Communication et paysage olfactif.

Si les expériences en laboratoire ont validé notre hypothèse de la modulation du signal par l’arrière-plan odorant nous sommes loin de comprendre ce qui se passe dans des agrosystèmes complexes. Les émissions volatiles des plantes forment des paysages olfactifs (odorscapes) susceptibles de subir de profondes modifications en réponse au changement climatique global. Les capacités des insectes à s’adapter à l’évolution de leurs odorscapes sont très mal connues. J’ai poursuivi mes efforts pour replacer mes travaux dans des contextes écologiques et systémiques en recherchant des collaborations avec des spécialistes de la production de VPCs au travers du montage d’un projet ANR qui a été sélectionné en 2015. Le projet ODORSCAPE, financé sur 4 ans, a réuni des physiologistes et éco-physiologistes de la plante avec des physiologistes de l’olfaction chez l’insecte. Ses objectifs étaient de mesurer les effets de facteurs de changement climatique sur les émissions de composés volatils par des mini-écosystèmes végétaux (volatolome) et d’en analyser les répercussions sur la communication olfactive de papillons. Matthieu Dacher, s’est associé à ce projet pour développer l’étude de la plasticité et l’adaptation des comportements en fonction de l’expérience olfactive et des changements de contexte. Nous avons montré un déplacement de la composition du bouquet phéromonal optimal pour l’attraction des mâles et une modification des profils de réponse des neurones du lobe antennaire codant le bouquet phéromonal en présence d’heptanal (Collaboration Sylvia Anton, Hoffmann et al 2020). Mieux connaitre les mécanismes d’extraction de l’information olfactive pour pouvoir les perturber permet certes de viser des objectifs opérationnels en biocontrôle. Mais la spécificité de la communication sexuelle est assurée par la proportion des constituants phéromonaux et une altération de la perception de ce bouquet, aura des conséquences sur la reconnaissance du partenaire sexuel et l’accouplement assortatif. Les travaux sur les espèces présentes dans les agrosystèmes contribuent ainsi à mieux connaitre la sensibilité aux modifications de leurs paysages sensoriels des insectes en général, un enjeu en biologie de la conservation.

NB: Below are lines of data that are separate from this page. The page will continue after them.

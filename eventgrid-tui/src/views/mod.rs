//! View rendering.

pub mod form;
pub mod grid;

use crate::keys::InputMode;
use crate::state::App;
use crate::theme::{cache_status_color, focus_color, notification_color};
use crate::widgets::{SearchBar, StatusIndicator};
use eventgrid_sync::EventTransport;
use ratatui::{
    layout::{Constraint, Direction, Layout, Rect},
    style::{Modifier, Style},
    text::Span,
    widgets::{Block, Borders, Paragraph},
    Frame,
};

pub fn render_view<T: EventTransport + 'static>(f: &mut Frame<'_>, app: &App<T>) {
    let layout = Layout::default()
        .direction(Direction::Vertical)
        .constraints([
            Constraint::Length(3),
            Constraint::Length(3),
            Constraint::Min(0),
            Constraint::Length(3),
        ])
        .split(f.size());

    render_header(f, app, layout[0]);
    render_search(f, app, layout[1]);
    grid::render(f, app, layout[2]);
    render_footer(f, app, layout[3]);

    if let Some(form) = &app.form {
        form::render(f, app, form);
    }
}

fn render_header<T: EventTransport + 'static>(f: &mut Frame<'_>, app: &App<T>, area: Rect) {
    let chunks = Layout::default()
        .direction(Direction::Horizontal)
        .constraints([Constraint::Min(0), Constraint::Length(40)])
        .split(area);

    let block = Block::default().borders(Borders::ALL).title(Span::styled(
        "EVENTGRID",
        Style::default()
            .fg(app.theme.primary)
            .add_modifier(Modifier::BOLD),
    ));
    let subtitle = Paragraph::new(app.config.api_base_url.as_str())
        .style(Style::default().fg(app.theme.text_dim))
        .block(block);
    f.render_widget(subtitle, chunks[0]);

    let status_style = Style::default().fg(cache_status_color(app.entry.status(), &app.theme));
    StatusIndicator::for_entry(&app.entry, status_style).render(f, chunks[1]);
}

fn render_search<T: EventTransport + 'static>(f: &mut Frame<'_>, app: &App<T>, area: Rect) {
    let focused = app.mode == InputMode::Search;
    let bar = SearchBar {
        query: &app.query,
        focused,
        placeholder: "Search events...",
        border_style: Style::default().fg(focus_color(focused, &app.theme)),
        text_style: Style::default().fg(app.theme.text),
        placeholder_style: Style::default().fg(app.theme.text_dim),
    };
    bar.render(f, area);
}

fn render_footer<T: EventTransport + 'static>(f: &mut Frame<'_>, app: &App<T>, area: Rect) {
    let help = match app.mode {
        InputMode::Normal => "j/k move • / search • n new event • r refresh • q quit",
        InputMode::Search => "type to filter • Enter keep • Esc clear",
        InputMode::Form => "Tab next field • Enter submit • Esc close",
    };
    let (text, style) = match app.notifications.last() {
        Some(note) => (
            note.render_text(),
            Style::default().fg(notification_color(note.level, &app.theme)),
        ),
        None => (help.to_string(), Style::default().fg(app.theme.text_dim)),
    };
    let footer = Paragraph::new(text)
        .block(Block::default().borders(Borders::ALL))
        .style(style);
    f.render_widget(footer, area);
}

/// A rectangle of the given percentage size centered in `area`.
pub fn centered_rect(percent_x: u16, percent_y: u16, area: Rect) -> Rect {
    let vertical = Layout::default()
        .direction(Direction::Vertical)
        .constraints([
            Constraint::Percentage((100 - percent_y) / 2),
            Constraint::Percentage(percent_y),
            Constraint::Percentage((100 - percent_y) / 2),
        ])
        .split(area);
    Layout::default()
        .direction(Direction::Horizontal)
        .constraints([
            Constraint::Percentage((100 - percent_x) / 2),
            Constraint::Percentage(percent_x),
            Constraint::Percentage((100 - percent_x) / 2),
        ])
        .split(vertical[1])[1]
}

Chemical communication: a key function in insects.

Olfaction is particularly important in insects because it allows the remote recognition of vital resources such as an egg-laying site, a host or a sexual partner, and their location. A neurobiologist by training, I became interested very early on in sensory physiology and animal behavior with the motivation to understand how an organism apprehends its environment and deploys adapted behavioral responses. During my doctoral training in Charles Descoins’ team, faced with a multidisciplinary environment associating chemists, physico-chemists, and biologists, I was made aware of the specific nature of the odorous signal and of the methods used to isolate it. Subsequently, post-doctoral training in the laboratory of Professor Schneider, at the Max Planck Institut für Verhaltensphysiologie in Seewiesen, enabled me to develop my skills in the neurobiology of olfaction.